KS: Ich denke eigentlich nicht im Rahmen von Handlungsmotoren. Ich versuche stattdessen Menschen so “wahrheitsgemäß” wie möglich einzufangen und unsere Widersprüche und Schwächen zusammen mit unseren Stärken und unserer Größe zu zeigen. Auch heute noch gibt es Leute, die glauben, dass es ein Akt der Liebe und des Gehorsams gegenüber ihrem Gott ist, sich eine Bombe umzuschnallen und sie auf einem belebten Platz detonieren zu lassen … oder ein Akt der Treue und Liebe für ihren Stamm, wenn sie ein Gewehr nehmen und sich daran beteiligen, das Gebiet eines anderen Stammes einzunehmen.
Ich glaube, um die ganze Bandbreite der schönen Hässlichkeit der Menschheit einzufangen, müssen Glaube und Zweifel beide gemeinsam mit Liebe und Hass zum Tragen kommen … und um wirklich zu demonstrieren, wie fähig wir tatsächlich zum Guten und zum Bösen sind, glaube ich, dass wir zeigen müssen, wie leicht wir uns selbst und andere in die Irre führen können, so dass wir erschreckende Verhaltensweisen im Namen irgendeines angenommenen größeren Guten rationalisieren und rechtfertigen.

bp: In Hohelied widersetzt sich nicht nur der Mechoservitor Isaak dem Willen seines Erbauers und seines Freundes Rudolfo (und verletzt damit, nebenbei bemerkt, das zweite Gesetz der Asimov’schen Laws of Robotics!). Träumen Sie von einer Maschine, die träumen kann? Oder erschreckt Sie die Vorstellung einer autarken künstlichen Intelligenz?

KS: Ich würde, glaube ich, sagen, dass ich verhalten träume. Menschen haben Maschinen entworfen, um unser Leben einfacher zu machen, uns an Orte zu bringen, an die wir sonst nicht gelangen könnten, Dinge zu tun, die wir normalerweise nicht tun könnten. Ich frage mich unwillkürlich, was geschehen wird, wenn wir eine Intelligenz schaffen, die sich wirklich über das uns Zugängliche hinaus entwickelt. Wird sie uns dabei helfen, denselben Ort zu erreichen? Wie wird sie uns verändern? Ich spiele gerne “was wäre, wenn?” mit diesen Überlegungen, und manche dieser Überlegungen sind tatsächlich ein Teil dessen, was ich mit den Legenden von Isaak erkunde.

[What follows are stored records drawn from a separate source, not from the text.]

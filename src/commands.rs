pub mod init;
pub mod render;
pub mod serve;
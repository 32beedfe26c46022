//! The flat-file site: routing, metadata, markdown, page index, plugins and
//! theme rendering, tied together by [`Site::handle`].

mod highlight;
pub mod markdown;
pub mod meta;
pub mod pages;
mod pipeline;
pub mod plugin;
pub mod render;
pub mod route;

pub use highlight::SyntaxHighlighter;
pub use pipeline::{PipelineError, Request, Response, Site, Status, base_path_from_config};
pub use plugin::{HookError, HookResult, Plugin, PluginError, PluginRegistry};
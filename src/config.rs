//! Configuration module for tcp-importer.
//!
//! Provides YAML-based configuration loading and validation for:
//! - Global job defaults (interval, target address, source type, fetch timeout)
//! - Job definitions (name, url, optional per-job overrides)

mod app;
mod validation;

pub use app::AppConfig;
pub use validation::{ConfigError, expand_env_vars, validate_target, validate_url};

// Re-export constants
pub use app::DEFAULT_CONFIG_FILE;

bp: In den Genres Fantasy und SF gibt es kaum Grenzen für die Antwort auf die Frage “was wäre wenn?”, nicht einmal die Gesetze der Physik oder die Regeln der Gesellschaft müssen befolgt werden; der Schriftsteller hat die Freiheit, eine ganze Welt um die Frage “was wäre wenn?” zu entwerfen. Können Sie uns ein paar andere “was wäre wenns?” nennen, die Sie inspiriert haben und die Ihre Kreativität beflügeln?

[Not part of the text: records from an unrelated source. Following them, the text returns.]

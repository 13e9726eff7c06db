//! TCP batch forwarder.
//!
//! Each call opens a fresh connection, writes one JSON array terminated by a
//! newline and closes the write half. Nothing is read back.

use tokio::io::AsyncWriteExt;
use tokio::net::TcpStream;

use crate::collector::{CollectorError, Delivery, Forwarder};
use crate::exposition::MetricRecord;

/// Ships record batches as newline-terminated JSON over TCP.
#[derive(Debug, Clone, Copy, Default)]
pub struct TcpForwarder;

impl TcpForwarder {
    pub fn new() -> Self {
        Self
    }
}

/// Serialize a batch the way it goes on the wire, without the newline.
pub fn encode(records: &[MetricRecord]) -> Result<String, CollectorError> {
    Ok(serde_json::to_string(records)?)
}

#[async_trait::async_trait]
impl Forwarder for TcpForwarder {
    async fn forward(
        &self,
        address: &str,
        records: &[MetricRecord],
    ) -> Result<Delivery, CollectorError> {
        let payload = encode(records)?;

        let mut stream = TcpStream::connect(address).await?;
        stream.write_all(payload.as_bytes()).await?;
        stream.write_all(b"\n").await?;
        stream.flush().await?;
        stream.shutdown().await?;

        tracing::debug!(
            target_addr = %address,
            records = records.len(),
            bytes = payload.len() + 1,
            "Batch forwarded"
        );
        Ok(Delivery { payload })
    }
}

#[cfg(test)]
mod tests {
    use super::*;
    use crate::exposition::Label;
    use std::io::ErrorKind;
    use tokio::io::AsyncReadExt;
    use tokio::net::TcpListener;

    fn record(metric: &str, value: &str) -> MetricRecord {
        MetricRecord {
            job_type: "prometheus".to_string(),
            job_name: "node".to_string(),
            time: "09:05:02".to_string(),
            date: "03-07-2024".to_string(),
            metric: metric.to_string(),
            labels: vec![Label::new("instance", "a")],
            value: value.to_string(),
            help: String::new(),
            kind: String::new(),
        }
    }

    async fn bind() -> Option<TcpListener> {
        match TcpListener::bind("127.0.0.1:0").await {
            Ok(l) => Some(l),
            Err(e) if e.kind() == ErrorKind::PermissionDenied => None,
            Err(e) => panic!("Failed to bind test listener: {e}"),
        }
    }

    #[test]
    fn test_encode_empty_batch() {
        assert_eq!(encode(&[]).unwrap(), "[]");
    }

    #[tokio::test]
    async fn test_forward_empty_batch_writes_array_and_newline() {
        let Some(listener) = bind().await else {
            return;
        };
        let addr = listener.local_addr().unwrap();

        let reader = tokio::spawn(async move {
            let (mut socket, _) = listener.accept().await.unwrap();
            let mut buf = Vec::new();
            socket.read_to_end(&mut buf).await.unwrap();
            buf
        });

        let delivery = TcpForwarder::new()
            .forward(&addr.to_string(), &[])
            .await
            .unwrap();

        assert_eq!(delivery.payload, "[]");
        assert_eq!(reader.await.unwrap(), b"[]\n");
    }

    #[tokio::test]
    async fn test_forward_batch_round_trips_as_json() {
        let Some(listener) = bind().await else {
            return;
        };
        let addr = listener.local_addr().unwrap();

        let reader = tokio::spawn(async move {
            let (mut socket, _) = listener.accept().await.unwrap();
            let mut buf = String::new();
            socket.read_to_string(&mut buf).await.unwrap();
            buf
        });

        let records = vec![record("up", "1"), record("down", "0")];
        let delivery = TcpForwarder::new()
            .forward(&addr.to_string(), &records)
            .await
            .unwrap();

        let received = reader.await.unwrap();
        assert!(received.ends_with('\n'));
        assert_eq!(received.matches('\n').count(), 1);
        assert_eq!(received.trim_end(), delivery.payload);

        let decoded: Vec<MetricRecord> = serde_json::from_str(&received).unwrap();
        assert_eq!(decoded, records);
    }

    #[tokio::test]
    async fn test_forward_opens_connection_per_call() {
        let Some(listener) = bind().await else {
            return;
        };
        let addr = listener.local_addr().unwrap();

        let reader = tokio::spawn(async move {
            let mut payloads = Vec::new();
            for _ in 0..2 {
                let (mut socket, _) = listener.accept().await.unwrap();
                let mut buf = String::new();
                socket.read_to_string(&mut buf).await.unwrap();
                payloads.push(buf);
            }
            payloads
        });

        let forwarder = TcpForwarder::new();
        forwarder.forward(&addr.to_string(), &[]).await.unwrap();
        forwarder
            .forward(&addr.to_string(), &[record("up", "1")])
            .await
            .unwrap();

        let payloads = reader.await.unwrap();
        assert_eq!(payloads.len(), 2);
        assert_eq!(payloads[0], "[]\n");
        assert!(payloads[1].contains("\"metric\":\"up\""));
    }

    #[tokio::test]
    async fn test_forward_connection_refused() {
        let Some(listener) = bind().await else {
            return;
        };
        let addr = listener.local_addr().unwrap();
        drop(listener);

        let result = TcpForwarder::new().forward(&addr.to_string(), &[]).await;
        assert!(matches!(result, Err(CollectorError::Network(_))));
    }
}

Ken Scholes zur Preisverleihung des Writers-of-the-Future-Award 2005.
Ken Scholes zur Preisverleihung des Writers-of-the-Future-Award 2005.

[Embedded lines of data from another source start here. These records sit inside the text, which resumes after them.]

//! Scrape job model and default inheritance.
//!
//! A [`JobConfig`] is a raw entry from the configuration file where any field
//! may be left unset. [`JobConfig::merge`] fills the gaps from [`JobDefaults`]
//! exactly once and validates the result, producing the immutable [`Job`]
//! that the worker registry accepts.

use std::time::Duration;

use serde::{Deserialize, Serialize};

use crate::config::{ConfigError, expand_env_vars, validate_target, validate_url};

/// Global fallback values applied to every job.
#[derive(Debug, Clone, Default, PartialEq, Eq)]
pub struct JobDefaults {
    /// Polling interval in seconds.
    pub interval: u64,
    /// Target collector address (`host:port`).
    pub tcp: String,
    /// Source type tag written to every record.
    pub kind: String,
    /// Fetch timeout, unbounded when `None`.
    pub timeout: Option<Duration>,
}

/// Per-job entry as written in the configuration file.
///
/// Empty strings and a zero interval mean "inherit from defaults".
#[derive(Debug, Clone, Default, PartialEq, Eq, Serialize, Deserialize)]
pub struct JobConfig {
    /// Job name, copied into every record.
    #[serde(default)]
    pub name: String,
    /// Polling interval in seconds.
    #[serde(default)]
    pub interval: u64,
    /// Source type tag.
    #[serde(default, rename = "type")]
    pub kind: String,
    /// Target collector address (`host:port`).
    #[serde(default)]
    pub tcp: String,
    /// Exposition endpoint to scrape.
    #[serde(default)]
    pub url: String,
    /// Fetch timeout (e.g., "10s").
    #[serde(default, with = "humantime_serde")]
    pub timeout: Option<Duration>,
}

impl JobConfig {
    /// Create a job entry with only a name and url; everything else inherits.
    pub fn new(name: impl Into<String>, url: impl Into<String>) -> Self {
        Self {
            name: name.into(),
            url: url.into(),
            ..Self::default()
        }
    }

    /// Apply defaults to unset fields and validate the merged job.
    ///
    /// Environment variables in `url` and `tcp` are expanded after inheritance.
    ///
    /// # Errors
    /// Returns `ConfigError::ValidationError` if the merged job is unusable
    /// (zero interval, missing target, bad url, empty name).
    pub fn merge(&self, defaults: &JobDefaults) -> Result<Job, ConfigError> {
        let interval = if self.interval == 0 {
            defaults.interval
        } else {
            self.interval
        };
        let target = if self.tcp.is_empty() {
            &defaults.tcp
        } else {
            &self.tcp
        };
        let kind = if self.kind.is_empty() {
            &defaults.kind
        } else {
            &self.kind
        };

        let job = Job {
            name: self.name.clone(),
            interval: Duration::from_secs(interval),
            kind: kind.clone(),
            target: expand_env_vars(target),
            url: expand_env_vars(&self.url),
            timeout: self.timeout.or(defaults.timeout),
        };
        job.validate()?;
        Ok(job)
    }
}

/// A fully-defaulted scrape job.
#[derive(Debug, Clone, PartialEq, Eq)]
pub struct Job {
    /// Job name.
    pub name: String,
    /// Time between two scrape cycles.
    pub interval: Duration,
    /// Source type tag.
    pub kind: String,
    /// Target collector address (`host:port`).
    pub target: String,
    /// Exposition endpoint to scrape.
    pub url: String,
    /// Fetch timeout, unbounded when `None`.
    pub timeout: Option<Duration>,
}

impl Job {
    /// Create a job with a 1 second interval and no type tag.
    pub fn new(
        name: impl Into<String>,
        url: impl Into<String>,
        target: impl Into<String>,
    ) -> Self {
        Self {
            name: name.into(),
            interval: Duration::from_secs(1),
            kind: String::new(),
            target: target.into(),
            url: url.into(),
            timeout: None,
        }
    }

    /// Set the polling interval.
    pub fn with_interval(mut self, interval: Duration) -> Self {
        self.interval = interval;
        self
    }

    /// Set the source type tag.
    pub fn with_kind(mut self, kind: impl Into<String>) -> Self {
        self.kind = kind.into();
        self
    }

    /// Set the fetch timeout.
    pub fn with_timeout(mut self, timeout: Duration) -> Self {
        self.timeout = Some(timeout);
        self
    }

    /// Check that the job can be scheduled.
    pub fn validate(&self) -> Result<(), ConfigError> {
        if self.name.is_empty() {
            return Err(ConfigError::ValidationError(
                "job name cannot be empty".to_string(),
            ));
        }
        if self.interval.is_zero() {
            return Err(ConfigError::ValidationError(format!(
                "job '{}': interval must be non-zero",
                self.name
            )));
        }
        validate_target(&self.name, &self.target)?;
        validate_url(&self.name, &self.url)?;
        Ok(())
    }
}

#[cfg(test)]
mod tests {
    use super::*;

    fn defaults() -> JobDefaults {
        JobDefaults {
            interval: 15,
            tcp: "127.0.0.1:5170".to_string(),
            kind: "prometheus".to_string(),
            timeout: None,
        }
    }

    #[test]
    fn test_merge_inherits_unset_fields() {
        let job = JobConfig::new("node", "http://localhost:9100/metrics")
            .merge(&defaults())
            .unwrap();

        assert_eq!(job.name, "node");
        assert_eq!(job.interval, Duration::from_secs(15));
        assert_eq!(job.target, "127.0.0.1:5170");
        assert_eq!(job.kind, "prometheus");
        assert_eq!(job.url, "http://localhost:9100/metrics");
        assert_eq!(job.timeout, None);
    }

    #[test]
    fn test_merge_keeps_overrides() {
        let config = JobConfig {
            name: "redis".to_string(),
            interval: 60,
            kind: "redis_exporter".to_string(),
            tcp: "10.0.0.5:6000".to_string(),
            url: "http://localhost:9121/metrics".to_string(),
            timeout: Some(Duration::from_secs(3)),
        };
        let job = config.merge(&defaults()).unwrap();

        assert_eq!(job.interval, Duration::from_secs(60));
        assert_eq!(job.target, "10.0.0.5:6000");
        assert_eq!(job.kind, "redis_exporter");
        assert_eq!(job.timeout, Some(Duration::from_secs(3)));
    }

    #[test]
    fn test_merge_zero_interval_is_error() {
        let mut d = defaults();
        d.interval = 0;
        let err = JobConfig::new("node", "http://localhost:9100/metrics")
            .merge(&d)
            .unwrap_err();
        assert!(err.to_string().contains("interval must be non-zero"));
    }

    #[test]
    fn test_merge_missing_target_is_error() {
        let mut d = defaults();
        d.tcp = String::new();
        let result = JobConfig::new("node", "http://localhost:9100/metrics").merge(&d);
        assert!(result.is_err());
    }

    #[test]
    fn test_merge_empty_name_is_error() {
        let result = JobConfig::new("", "http://localhost:9100/metrics").merge(&defaults());
        assert!(result.is_err());
    }

    #[test]
    fn test_merge_empty_type_stays_empty() {
        let mut d = defaults();
        d.kind = String::new();
        let job = JobConfig::new("node", "http://localhost:9100/metrics")
            .merge(&d)
            .unwrap();
        assert_eq!(job.kind, "");
    }

    #[test]
    fn test_job_builder() {
        let job = Job::new("node", "http://localhost:9100/metrics", "127.0.0.1:5170")
            .with_interval(Duration::from_secs(5))
            .with_kind("node_exporter")
            .with_timeout(Duration::from_secs(2));

        assert_eq!(job.interval, Duration::from_secs(5));
        assert_eq!(job.kind, "node_exporter");
        assert_eq!(job.timeout, Some(Duration::from_secs(2)));
        assert!(job.validate().is_ok());
    }

    #[test]
    fn test_job_config_yaml_type_key() {
        let yaml = r#"
name: node
type: node_exporter
url: http://localhost:9100/metrics
timeout: 5s
"#;
        let config: JobConfig = serde_yaml::from_str(yaml).unwrap();
        assert_eq!(config.kind, "node_exporter");
        assert_eq!(config.interval, 0);
        assert_eq!(config.tcp, "");
        assert_eq!(config.timeout, Some(Duration::from_secs(5)));
    }
}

KS: Auf jeden Fall! Das ist die Frage, die meine ganzen Texte antreibt. Was wäre, wenn ein Superheld sich zur Ruhe setzt, sein Vermögen verliert und in ein Altersheim gehen müsste? (Action Team-Ups Number Thirty-Seven.) Was wäre, wenn jeder einen persönlichen Gott hätte, der ihm seine Herzenswünsche erfüllt? (That Old Time Religion.) Was wäre, wenn sich zwei sich durch Dungeons wühlende Charaktere aus D&D treffen, sich verlieben und sich entscheiden, aus dem Abenteurerleben auszusteigen, um eine Familie zu gründen? (Last Flight of the Goddess.) Was ist WIRKLICH zwischen Kain und Abel vorgefallen … und wie hat Kain seine Frau gefunden? (East of Eden and Just a Bit South.) Ich könnte ewig weitermachen.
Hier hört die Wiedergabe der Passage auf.